If church doesn't pay, father still wins

November 02, 2007|By JEAN MARBELLA

Maybe Albert Snyder will never see a dime of the $10.9 million that a federal jury in Baltimore awarded him against a Kansas church that picketed the funeral of his son, Matt, a Marine killed in Iraq, as part of its virulent, anti-gay crusade.

Maybe the judgment will be overturned on appeal, maybe the church and its members will manage to hide their assets and avoid paying any damages as other defendants in civil cases have done (see: Simpson, O.J., $33.5 million judgment against).

But whether Snyder ever pockets any money, he still wins.

After years in which a group of people, hiding under the banners of free speech and religious freedom and behaving so reprehensibly that many ignored them rather than give them the publicity they crave, Snyder pushed back.

And for that, he deserves our thanks - and any of that $10.9 million he manages to pinch out of a church whose central doctrine is that the country's tolerance of gays is why troops are dying in Iraq, the World Trade Center was bombed, and even five Amish girls were killed in Nickel Mines, Pa.

Even typing those words seems to give them a modicum of legitimacy - which is vastly more than they deserve and which is why the Westboro Baptist Church of Topeka, Kan., has always posed a dilemma to the media. I used to work at a newspaper in Kansas where we carefully considered any story about the church and its activities to make sure we weren't just playing into the hands of its members and giving their message wider exposure.
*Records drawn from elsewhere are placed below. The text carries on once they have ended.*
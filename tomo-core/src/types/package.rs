//! Manifest and spine layout derived from a build plan

use serde::{Deserialize, Serialize};

/// Media types used inside the archive
pub mod media_type {
    pub const EPUB: &str = "application/epub+zip";
    pub const OPF: &str = "application/oebps-package+xml";
    pub const XHTML: &str = "application/xhtml+xml";
    pub const JPEG: &str = "image/jpeg";
}

/// Fixed archive paths
pub mod paths {
    pub const MIMETYPE: &str = "mimetype";
    pub const CONTAINER: &str = "META-INF/container.xml";
    pub const PACKAGE: &str = "content.opf";
    pub const NAVIGATION: &str = "toc.xhtml";
    pub const COVER_PAGE: &str = "cover.xhtml";
    pub const COVER_IMAGE: &str = "cover.jpg";
}

/// Which optional artifacts a build produces.
///
/// The navigation document is always in the manifest; `include_toc` only
/// decides whether it is part of the reading order.
///
/// Resolved once, before any manifest or spine entry is computed, so that
/// the manifest, the spine and the packager never disagree.
#[derive(Debug, Clone, Copy, PartialEq, Eq, Serialize, Deserialize)]
pub struct BuildPlan {
    pub include_cover: bool,
    pub include_toc: bool,
}

impl BuildPlan {
    pub fn new(include_cover: bool, include_toc: bool) -> Self {
        Self {
            include_cover,
            include_toc,
        }
    }

    /// Lay out manifest and spine for `chapter_count` chapters
    pub fn layout(&self, chapter_count: usize) -> Package {
        let mut manifest = Vec::with_capacity(chapter_count + 3);
        let mut spine = Vec::with_capacity(chapter_count + 2);

        // EPUB 3 requires a navigation document even when it is not read
        manifest.push(ManifestEntry::new(
            ArtifactKind::Navigation,
            "toc",
            paths::NAVIGATION,
            media_type::XHTML,
        ));
        if self.include_cover {
            manifest.push(ManifestEntry::new(
                ArtifactKind::CoverPage,
                "cover",
                paths::COVER_PAGE,
                media_type::XHTML,
            ));
            manifest.push(ManifestEntry::new(
                ArtifactKind::CoverImage,
                "cover-image",
                paths::COVER_IMAGE,
                media_type::JPEG,
            ));
            spine.push(SpineEntry::new("cover"));
        }
        if self.include_toc {
            spine.push(SpineEntry::new("toc"));
        }

        for number in 1..=chapter_count {
            let id = chapter_id(number);
            manifest.push(ManifestEntry::new(
                ArtifactKind::Chapter(number),
                &id,
                &chapter_href(number),
                media_type::XHTML,
            ));
            spine.push(SpineEntry::new(id));
        }

        Package { manifest, spine }
    }
}

impl Default for BuildPlan {
    fn default() -> Self {
        Self::new(false, true)
    }
}

/// The generated artifact a manifest entry stands for
#[derive(Debug, Clone, Copy, PartialEq, Eq, Serialize, Deserialize)]
pub enum ArtifactKind {
    Navigation,
    CoverPage,
    CoverImage,
    /// 1-based chapter number
    Chapter(usize),
}

impl ArtifactKind {
    /// OPF `properties` attribute for this artifact, if any
    pub fn properties(&self) -> Option<&'static str> {
        match self {
            ArtifactKind::Navigation => Some("nav"),
            ArtifactKind::CoverImage => Some("cover-image"),
            ArtifactKind::CoverPage | ArtifactKind::Chapter(_) => None,
        }
    }
}

/// One `<item>` of the package manifest
#[derive(Debug, Clone, PartialEq, Eq, Serialize, Deserialize)]
pub struct ManifestEntry {
    pub kind: ArtifactKind,
    pub id: String,
    pub href: String,
    pub media_type: String,
}

impl ManifestEntry {
    fn new(kind: ArtifactKind, id: &str, href: &str, media_type: &str) -> Self {
        Self {
            kind,
            id: id.to_string(),
            href: href.to_string(),
            media_type: media_type.to_string(),
        }
    }
}

/// One `<itemref>` of the spine
#[derive(Debug, Clone, PartialEq, Eq, Serialize, Deserialize)]
pub struct SpineEntry {
    pub idref: String,
}

impl SpineEntry {
    pub fn new(idref: impl Into<String>) -> Self {
        Self {
            idref: idref.into(),
        }
    }
}

/// Manifest in archive order plus spine in reading order
#[derive(Debug, Clone, PartialEq, Eq, Serialize, Deserialize)]
pub struct Package {
    pub manifest: Vec<ManifestEntry>,
    pub spine: Vec<SpineEntry>,
}

impl Package {
    /// Look up a manifest entry by id
    pub fn entry(&self, id: &str) -> Option<&ManifestEntry> {
        self.manifest.iter().find(|entry| entry.id == id)
    }
}

/// Manifest id of the 1-based chapter `number`
pub fn chapter_id(number: usize) -> String {
    format!("chapter{number}")
}

/// Archive path of the 1-based chapter `number`
pub fn chapter_href(number: usize) -> String {
    format!("chapter{number}.xhtml")
}

#[cfg(test)]
mod tests {
    use super::*;

    fn idrefs(package: &Package) -> Vec<&str> {
        package.spine.iter().map(|s| s.idref.as_str()).collect()
    }

    #[test]
    fn test_spine_order_with_cover() {
        let package = BuildPlan::new(true, true).layout(2);
        assert_eq!(idrefs(&package), ["cover", "toc", "chapter1", "chapter2"]);
    }

    #[test]
    fn test_spine_order_without_cover() {
        let package = BuildPlan::new(false, true).layout(3);
        assert_eq!(idrefs(&package), ["toc", "chapter1", "chapter2", "chapter3"]);
    }

    #[test]
    fn test_no_chapters() {
        let package = BuildPlan::default().layout(0);
        assert_eq!(idrefs(&package), ["toc"]);
        assert_eq!(package.manifest.len(), 1);
    }

    #[test]
    fn test_without_toc() {
        let package = BuildPlan::new(false, false).layout(1);
        assert_eq!(idrefs(&package), ["chapter1"]);
        let nav = package.entry("toc").unwrap();
        assert_eq!(nav.kind.properties(), Some("nav"));
        assert_eq!(nav.href, "toc.xhtml");
    }

    #[test]
    fn test_manifest_ids_are_unique() {
        let package = BuildPlan::new(true, true).layout(12);
        let mut ids: Vec<_> = package.manifest.iter().map(|e| e.id.as_str()).collect();
        ids.sort_unstable();
        ids.dedup();
        assert_eq!(ids.len(), package.manifest.len());
    }

    #[test]
    fn test_every_spine_entry_is_in_manifest() {
        let package = BuildPlan::new(true, true).layout(4);
        for itemref in &package.spine {
            assert!(package.entry(&itemref.idref).is_some(), "{}", itemref.idref);
        }
    }

    #[test]
    fn test_properties() {
        let package = BuildPlan::new(true, true).layout(1);
        assert_eq!(package.entry("toc").unwrap().kind.properties(), Some("nav"));
        assert_eq!(
            package.entry("cover-image").unwrap().kind.properties(),
            Some("cover-image")
        );
        assert_eq!(package.entry("chapter1").unwrap().kind.properties(), None);
        assert_eq!(package.entry("chapter1").unwrap().href, "chapter1.xhtml");
    }
}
In any event, no article, bound as newspapers are by standards of decency, can truly capture the sewage-level depth of the group's language. It's almost laughable after a while to listen to these people - for a church that shudders over the supposed evil of homosexual sex, the members sure know a lot about it and love to describe it, endlessly and lasciviously.

But to remain silent on them is no solution either - not to challenge them somehow makes you complicit in allowing their words to hang out there, hovering over the public square like a toxic cloud.
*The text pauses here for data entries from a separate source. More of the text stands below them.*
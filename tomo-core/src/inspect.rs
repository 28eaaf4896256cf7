//! Reading a generated archive back
//!
//! Used by the `info` and `validate` commands and by the round-trip tests.

use crate::error::InspectError;
use crate::types::{media_type, paths};
use quick_xml::events::{BytesStart, Event};
use quick_xml::Reader;
use serde::Serialize;
use std::collections::HashSet;
use std::fs::File;
use std::io::{Read, Seek};
use std::path::Path;
use zip::{CompressionMethod, ZipArchive};

/// One physical zip entry
#[derive(Debug, Clone, PartialEq, Eq, Serialize)]
pub struct ArchiveEntry {
    pub name: String,
    pub stored: bool,
}

/// One `<item>` read from the package document
#[derive(Debug, Clone, PartialEq, Eq, Serialize)]
pub struct ManifestItem {
    pub id: String,
    pub href: String,
    pub media_type: String,
    pub properties: Option<String>,
}

/// What an archive contains and what its package document declares
#[derive(Debug, Clone, Default, Serialize)]
pub struct ArchiveReport {
    /// Entries in physical order
    pub entries: Vec<ArchiveEntry>,
    pub mimetype: Option<String>,
    /// Package document path named by `META-INF/container.xml`
    pub rootfile: Option<String>,
    pub title: Option<String>,
    pub language: Option<String>,
    pub identifier: Option<String>,
    pub manifest: Vec<ManifestItem>,
    /// Spine idrefs in reading order
    pub spine: Vec<String>,
}

impl ArchiveReport {
    /// Archive entries that belong in the manifest (everything but the
    /// mimetype marker, the container and the package document)
    pub fn content_entries(&self) -> Vec<&str> {
        let package = self.rootfile.as_deref().unwrap_or(paths::PACKAGE);
        self.entries
            .iter()
            .map(|e| e.name.as_str())
            .filter(|name| {
                *name != paths::MIMETYPE
                    && *name != package
                    && !name.starts_with("META-INF/")
                    && !name.ends_with('/')
            })
            .collect()
    }

    /// Spine entries resolved to manifest hrefs
    pub fn spine_hrefs(&self) -> Vec<Option<&str>> {
        self.spine
            .iter()
            .map(|idref| {
                self.manifest
                    .iter()
                    .find(|item| &item.id == idref)
                    .map(|item| item.href.as_str())
            })
            .collect()
    }

    /// Every violated packaging invariant, as a human-readable message
    pub fn violations(&self) -> Vec<String> {
        let mut problems = Vec::new();

        match self.entries.first() {
            Some(first) if first.name == paths::MIMETYPE => {
                if !first.stored {
                    problems.push("mimetype entry is compressed".to_string());
                }
            }
            _ => problems.push("first entry is not mimetype".to_string()),
        }
        if self.mimetype.as_deref() != Some(media_type::EPUB) {
            problems.push(format!("unexpected mimetype {:?}", self.mimetype));
        }
        if self.rootfile.is_none() {
            problems.push("container does not name a package document".to_string());
        }

        let mut ids = HashSet::new();
        for item in &self.manifest {
            if !ids.insert(item.id.as_str()) {
                problems.push(format!("duplicate manifest id {}", item.id));
            }
        }

        let content: HashSet<&str> = self.content_entries().into_iter().collect();
        let declared: HashSet<&str> = self.manifest.iter().map(|i| i.href.as_str()).collect();
        for href in &declared {
            if !content.contains(href) {
                problems.push(format!("manifest item {href} is missing from the archive"));
            }
        }
        for name in &content {
            if !declared.contains(name) {
                problems.push(format!("archive entry {name} is not in the manifest"));
            }
        }

        for idref in &self.spine {
            if !ids.contains(idref.as_str()) {
                problems.push(format!("spine references unknown id {idref}"));
            }
        }

        problems
    }

    pub fn is_consistent(&self) -> bool {
        self.violations().is_empty()
    }
}

/// Open and inspect the archive at `path`
pub fn inspect_archive(path: impl AsRef<Path>) -> Result<ArchiveReport, InspectError> {
    let file = File::open(path)?;
    inspect_reader(file)
}

/// Inspect an archive from any seekable reader
pub fn inspect_reader<R: Read + Seek>(reader: R) -> Result<ArchiveReport, InspectError> {
    let mut archive = ZipArchive::new(reader)?;
    let mut report = ArchiveReport::default();

    for i in 0..archive.len() {
        let entry = archive.by_index(i)?;
        report.entries.push(ArchiveEntry {
            name: entry.name().to_string(),
            stored: entry.compression() == CompressionMethod::Stored,
        });
    }

    if let Some(mimetype) = read_optional(&mut archive, paths::MIMETYPE)? {
        report.mimetype = Some(mimetype);
    }

    let container = read_optional(&mut archive, paths::CONTAINER)?
        .ok_or_else(|| InspectError::MissingEntry(paths::CONTAINER.to_string()))?;
    report.rootfile = parse_rootfile(&container)?;

    let package_path = report.rootfile.clone().unwrap_or_else(|| paths::PACKAGE.to_string());
    let opf = read_optional(&mut archive, &package_path)?
        .ok_or_else(|| InspectError::MissingEntry(package_path.clone()))?;
    parse_package(&opf, &package_path, &mut report)?;

    Ok(report)
}

fn read_optional<R: Read + Seek>(
    archive: &mut ZipArchive<R>,
    name: &str,
) -> Result<Option<String>, InspectError> {
    let mut entry = match archive.by_name(name) {
        Ok(entry) => entry,
        Err(zip::result::ZipError::FileNotFound) => return Ok(None),
        Err(e) => return Err(e.into()),
    };
    let mut content = String::new();
    entry.read_to_string(&mut content)?;
    Ok(Some(content))
}

fn xml_error(entry: &str, e: impl std::fmt::Display) -> InspectError {
    InspectError::Xml {
        entry: entry.to_string(),
        reason: e.to_string(),
    }
}

fn attribute(elem: &BytesStart, entry: &str, key: &str) -> Result<Option<String>, InspectError> {
    for attr in elem.attributes() {
        let attr = attr.map_err(|e| xml_error(entry, e))?;
        if attr.key.as_ref() == key.as_bytes() {
            let value = attr.unescape_value().map_err(|e| xml_error(entry, e))?;
            return Ok(Some(value.into_owned()));
        }
    }
    Ok(None)
}

fn parse_rootfile(xml: &str) -> Result<Option<String>, InspectError> {
    let mut reader = Reader::from_str(xml);
    loop {
        match reader.read_event().map_err(|e| xml_error(paths::CONTAINER, e))? {
            Event::Start(e) | Event::Empty(e) if e.local_name().as_ref() == b"rootfile" => {
                return attribute(&e, paths::CONTAINER, "full-path");
            }
            Event::Eof => return Ok(None),
            _ => {}
        }
    }
}

/// Element whose text is being collected
#[derive(Clone, Copy)]
enum Field {
    Title,
    Language,
    Identifier,
}

fn parse_package(xml: &str, entry: &str, report: &mut ArchiveReport) -> Result<(), InspectError> {
    let mut reader = Reader::from_str(xml);
    reader.config_mut().trim_text(true);
    let mut field: Option<Field> = None;

    loop {
        match reader.read_event().map_err(|e| xml_error(entry, e))? {
            Event::Start(e) | Event::Empty(e) => match e.name().as_ref() {
                b"item" => {
                    let id = attribute(&e, entry, "id")?.unwrap_or_default();
                    let href = attribute(&e, entry, "href")?.unwrap_or_default();
                    let media_type = attribute(&e, entry, "media-type")?.unwrap_or_default();
                    let properties = attribute(&e, entry, "properties")?;
                    report.manifest.push(ManifestItem {
                        id,
                        href,
                        media_type,
                        properties,
                    });
                }
                b"itemref" => {
                    if let Some(idref) = attribute(&e, entry, "idref")? {
                        report.spine.push(idref);
                    }
                }
                b"dc:title" => field = Some(Field::Title),
                b"dc:language" => field = Some(Field::Language),
                b"dc:identifier" => field = Some(Field::Identifier),
                _ => field = None,
            },
            Event::Text(t) => {
                if let Some(current) = field {
                    let text = t.unescape().map_err(|e| xml_error(entry, e))?.into_owned();
                    match current {
                        Field::Title => report.title = Some(text),
                        Field::Language => report.language = Some(text),
                        Field::Identifier => report.identifier = Some(text),
                    }
                }
            }
            Event::End(_) => field = None,
            Event::Eof => break,
            _ => {}
        }
    }
    Ok(())
}

#[cfg(test)]
mod tests {
    use super::*;
    use std::io::{Cursor, Write};
    use zip::write::SimpleFileOptions;
    use zip::ZipWriter;

    const CONTAINER: &str = r#"<?xml version="1.0"?>
<container><rootfiles><rootfile full-path="content.opf"/></rootfiles></container>"#;

    const OPF: &str = r#"<?xml version="1.0"?>
<package>
  <metadata>
    <dc:title>A &amp; B</dc:title>
    <dc:language>pt</dc:language>
  </metadata>
  <manifest>
    <item id="toc" href="toc.xhtml" media-type="application/xhtml+xml" properties="nav"/>
    <item id="chapter1" href="chapter1.xhtml" media-type="application/xhtml+xml"/>
  </manifest>
  <spine>
    <itemref idref="toc"/>
    <itemref idref="chapter1"/>
  </spine>
</package>"#;

    fn archive(entries: &[(&str, &str, CompressionMethod)]) -> Cursor<Vec<u8>> {
        let mut zip = ZipWriter::new(Cursor::new(Vec::new()));
        for (name, content, method) in entries {
            let options = SimpleFileOptions::default().compression_method(*method);
            zip.start_file(*name, options).unwrap();
            zip.write_all(content.as_bytes()).unwrap();
        }
        let mut cursor = zip.finish().unwrap();
        cursor.set_position(0);
        cursor
    }

    #[test]
    fn test_consistent_archive() {
        let reader = archive(&[
            ("mimetype", media_type::EPUB, CompressionMethod::Stored),
            ("META-INF/container.xml", CONTAINER, CompressionMethod::Deflated),
            ("content.opf", OPF, CompressionMethod::Deflated),
            ("toc.xhtml", "<html/>", CompressionMethod::Deflated),
            ("chapter1.xhtml", "<html/>", CompressionMethod::Deflated),
        ]);
        let report = inspect_reader(reader).unwrap();

        assert_eq!(report.title.as_deref(), Some("A & B"));
        assert_eq!(report.language.as_deref(), Some("pt"));
        assert_eq!(report.rootfile.as_deref(), Some("content.opf"));
        assert_eq!(report.manifest[0].properties.as_deref(), Some("nav"));
        assert_eq!(report.content_entries(), vec!["toc.xhtml", "chapter1.xhtml"]);
        assert_eq!(
            report.spine_hrefs(),
            vec![Some("toc.xhtml"), Some("chapter1.xhtml")]
        );
        assert!(report.is_consistent(), "{:?}", report.violations());
    }

    #[test]
    fn test_reports_violations() {
        let reader = archive(&[
            ("META-INF/container.xml", CONTAINER, CompressionMethod::Deflated),
            ("mimetype", media_type::EPUB, CompressionMethod::Deflated),
            ("content.opf", OPF, CompressionMethod::Deflated),
            ("toc.xhtml", "<html/>", CompressionMethod::Deflated),
            ("extra.xhtml", "<html/>", CompressionMethod::Deflated),
        ]);
        let violations = inspect_reader(reader).unwrap().violations();

        assert!(violations.contains(&"first entry is not mimetype".to_string()));
        assert!(violations
            .contains(&"manifest item chapter1.xhtml is missing from the archive".to_string()));
        assert!(violations.contains(&"archive entry extra.xhtml is not in the manifest".to_string()));
    }

    #[test]
    fn test_missing_container() {
        let reader = archive(&[("mimetype", media_type::EPUB, CompressionMethod::Stored)]);
        let err = inspect_reader(reader).unwrap_err();
        assert!(matches!(err, InspectError::MissingEntry(name) if name == paths::CONTAINER));
    }
}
In their hometown, the state's capital, officials and other residents cycled through various ways of dealing with the church and its abusive, flame-throwing ways, said Rick Musser, a University of Kansas journalism professor who wrote a chapter about Westboro in a 1999 book, Culture Wars & Local Politics. They tried ignoring them, hoping they'd wither away without the oxygen of attention; they tried enacting legislation to curb their protests; they tried suing them for defamation.

All of which the church just lapped up. With almost all of founder Fred Phelps' 13 children having law degrees -Phelps himself is a disbarred attorney - they could take on all comers at little expense.
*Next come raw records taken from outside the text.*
//! The book-archive assembler
//!
//! [`EpubAssembler::generate`] validates its input, fetches the cover (when
//! one is requested), lays out manifest and spine once from a [`BuildPlan`],
//! renders every document into a private working directory and packages the
//! result. The working directory is removed on every exit path.

use crate::config::AssemblerConfig;
use crate::cover::{CoverSource, HttpCoverSource};
use crate::error::{InputError, PackagingError, ResourceError, Result, TomoError};
use crate::naming::output_file_name;
use crate::packager::package_archive;
use crate::render;
use crate::types::{
    first_illegal_char, media_type, paths, ArtifactKind, BookMetadata, BuildPlan, Chapter, Package,
};
use crate::workdir::WorkingDirectory;
use std::path::{Path, PathBuf};
use std::sync::atomic::{AtomicBool, Ordering};
use std::sync::Arc;

/// Shared flag a caller sets to abandon a running build
#[derive(Debug, Clone, Default)]
pub struct CancellationFlag(Arc<AtomicBool>);

impl CancellationFlag {
    pub fn new() -> Self {
        Self::default()
    }

    /// Request cancellation; the build stops at its next checkpoint
    pub fn cancel(&self) {
        self.0.store(true, Ordering::SeqCst);
    }

    pub fn is_cancelled(&self) -> bool {
        self.0.load(Ordering::SeqCst)
    }

    fn checkpoint(&self) -> Result<()> {
        if self.is_cancelled() {
            Err(TomoError::Cancelled)
        } else {
            Ok(())
        }
    }
}

/// Assembles translated chapters into EPUB archives
pub struct EpubAssembler {
    config: AssemblerConfig,
    cover_source: Box<dyn CoverSource>,
}

impl EpubAssembler {
    /// Create an assembler that downloads covers over HTTP
    pub fn new(config: AssemblerConfig) -> Self {
        let cover_source =
            HttpCoverSource::new(config.cover_connect_timeout(), config.cover_timeout());
        Self {
            config,
            cover_source: Box::new(cover_source),
        }
    }

    /// Replace the cover source
    pub fn with_cover_source(mut self, source: impl CoverSource + 'static) -> Self {
        self.cover_source = Box::new(source);
        self
    }

    pub fn config(&self) -> &AssemblerConfig {
        &self.config
    }

    /// Build the archive for `chapters` and return its path.
    ///
    /// # Errors
    ///
    /// - [`TomoError::Input`] for a blank or XML-illegal title or range label,
    ///   or a malformed chapter, before anything is written
    /// - [`TomoError::Resource`] when the cover cannot be fetched or the
    ///   scratch/output directories cannot be managed
    /// - [`TomoError::Packaging`] when a document cannot be rendered or the
    ///   archive cannot be written
    pub fn generate(
        &self,
        title: &str,
        chapters: &[Chapter],
        chapter_range: Option<&str>,
        cover_url: Option<&str>,
    ) -> Result<PathBuf> {
        self.generate_with_cancel(
            title,
            chapters,
            chapter_range,
            cover_url,
            &CancellationFlag::new(),
        )
    }

    /// [`generate`](Self::generate), checking `cancel` between steps
    pub fn generate_with_cancel(
        &self,
        title: &str,
        chapters: &[Chapter],
        chapter_range: Option<&str>,
        cover_url: Option<&str>,
        cancel: &CancellationFlag,
    ) -> Result<PathBuf> {
        let title = title.trim();
        if title.is_empty() {
            return Err(InputError::EmptyTitle.into());
        }
        if let Some(c) = first_illegal_char(title) {
            return Err(InputError::InvalidTitle(illegal_char_reason(c)).into());
        }
        if let Some(c) = chapter_range.and_then(first_illegal_char) {
            return Err(InputError::InvalidRangeLabel(illegal_char_reason(c)).into());
        }
        let file_name =
            output_file_name(title).ok_or_else(|| InputError::UnsafeTitle(title.to_string()))?;
        for (index, chapter) in chapters.iter().enumerate() {
            chapter.validate(index)?;
        }

        tracing::info!("Assembling '{}' with {} chapters", title, chapters.len());

        let mut metadata = BookMetadata::new(title, self.config.language.as_str());
        if let Some(range) = chapter_range {
            metadata = metadata.with_chapter_range(range);
        }

        // Cover presence is settled here, before any manifest entry exists
        cancel.checkpoint()?;
        let cover = match cover_url {
            Some(url) => Some(self.cover_source.fetch(url)?),
            None => None,
        };

        let plan = BuildPlan::new(cover.is_some(), self.config.include_toc);
        let package = plan.layout(chapters.len());

        std::fs::create_dir_all(&self.config.output_dir).map_err(ResourceError::OutputDir)?;
        let output = self.config.output_dir.join(file_name);

        let mut workdir = WorkingDirectory::create(&self.config.scratch_root())?;
        match self.populate_and_package(
            &mut workdir,
            &metadata,
            &package,
            chapters,
            cover.as_deref(),
            &output,
            cancel,
        ) {
            Ok(()) => {
                if let Err(e) = workdir.close() {
                    // Scratch space could not be released, so the build fails as a whole
                    discard(&output);
                    return Err(e.into());
                }
            }
            Err(e) => {
                workdir.mark_failed();
                tracing::error!("Failed to assemble '{}': {}", title, e);
                return Err(e);
            }
        }

        tracing::info!("Wrote {:?}", output);
        Ok(output)
    }

    #[allow(clippy::too_many_arguments)]
    fn populate_and_package(
        &self,
        workdir: &mut WorkingDirectory,
        metadata: &BookMetadata,
        package: &Package,
        chapters: &[Chapter],
        cover: Option<&[u8]>,
        output: &Path,
        cancel: &CancellationFlag,
    ) -> Result<()> {
        workdir.write(paths::MIMETYPE, media_type::EPUB.as_bytes())?;
        workdir.write(paths::CONTAINER, &render::render_container().map_err(PackagingError::from)?)?;

        for entry in &package.manifest {
            cancel.checkpoint()?;
            let bytes = match entry.kind {
                ArtifactKind::Navigation => render::render_navigation(metadata, chapters),
                ArtifactKind::CoverPage => render::render_cover(metadata),
                ArtifactKind::CoverImage => Ok(cover.unwrap_or_default().to_vec()),
                ArtifactKind::Chapter(number) => {
                    render::render_chapter(&chapters[number - 1], &metadata.language)
                }
            }
            .map_err(PackagingError::from)?;
            workdir.write(&entry.href, &bytes)?;
        }

        let opf = render::render_package(metadata, package).map_err(PackagingError::from)?;
        workdir.write(paths::PACKAGE, &opf)?;

        cancel.checkpoint()?;
        package_archive(workdir, package, output)?;
        workdir.mark_packaged();
        Ok(())
    }
}

fn illegal_char_reason(c: char) -> String {
    format!("contains U+{:04X}", c as u32)
}

/// Remove an archive that must not be surfaced
fn discard(output: &Path) {
    if let Err(e) = std::fs::remove_file(output) {
        tracing::warn!("Failed to remove {:?}: {}", output, e);
    }
}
"They don't accrue legal costs," Musser said. "They know how to string things out."

Eventually, they lost much of the power to shock in Topeka, Musser said. Their fliers, their faxes, their name-calling became routine around town, he said, so "they took their show on the road."

"They've always looked for ways to heighten their profile," he said.

Hitting on the tactic of picketing the funerals of troops killed in Iraq and Afghanistan was pretty inspired, in an evil way. If there's any sacred symbol left in these irreverent times, it's the troops. Suddenly, more people were paying attention to this fringe church, which is unaffiliated with any mainstream religious group and whose members largely are Phelps' extended family. (Three of his children, however, have renounced him and are estranged from the family.)

After winning the multimillion-dollar verdict Wednesday, Snyder said he didn't mind giving the group more exposure by suing it. "I don't blame anybody who hasn't [sued the church]," he said. "It's hard enough to bury a child."

"It was a rough decision, but I knew if I didn't do something, I wouldn't be able to live with myself," Snyder added.

C. Christopher Brown, a civil litigator and professor emeritus at the University of Maryland Law School, said it can be difficult but not impossible to collect damages. He won damages for a client against a child abuser three years ago and is still trying to collect; but in another case, it took a mere couple of months.

Sometimes, he said, "it's a paper victory."

"You have piece of paper that says you've been awarded $11 million," Brown said. "You still have to hunt it down. You can spend a lot of money hunting it down."

Unfortunately, while lawyers can seek to garnish wages and seize bank accounts, some assets - such as pensions or, in some states, a home - are protected, Brown said. It's not like a person's credit card can be automatically frozen and prevented from, say, using it to buy plane fare to the next funeral to be picketed.

"Let's say Joe Parishioner gives $1,000 to the church," he said. "You have to catch it while the church still has it."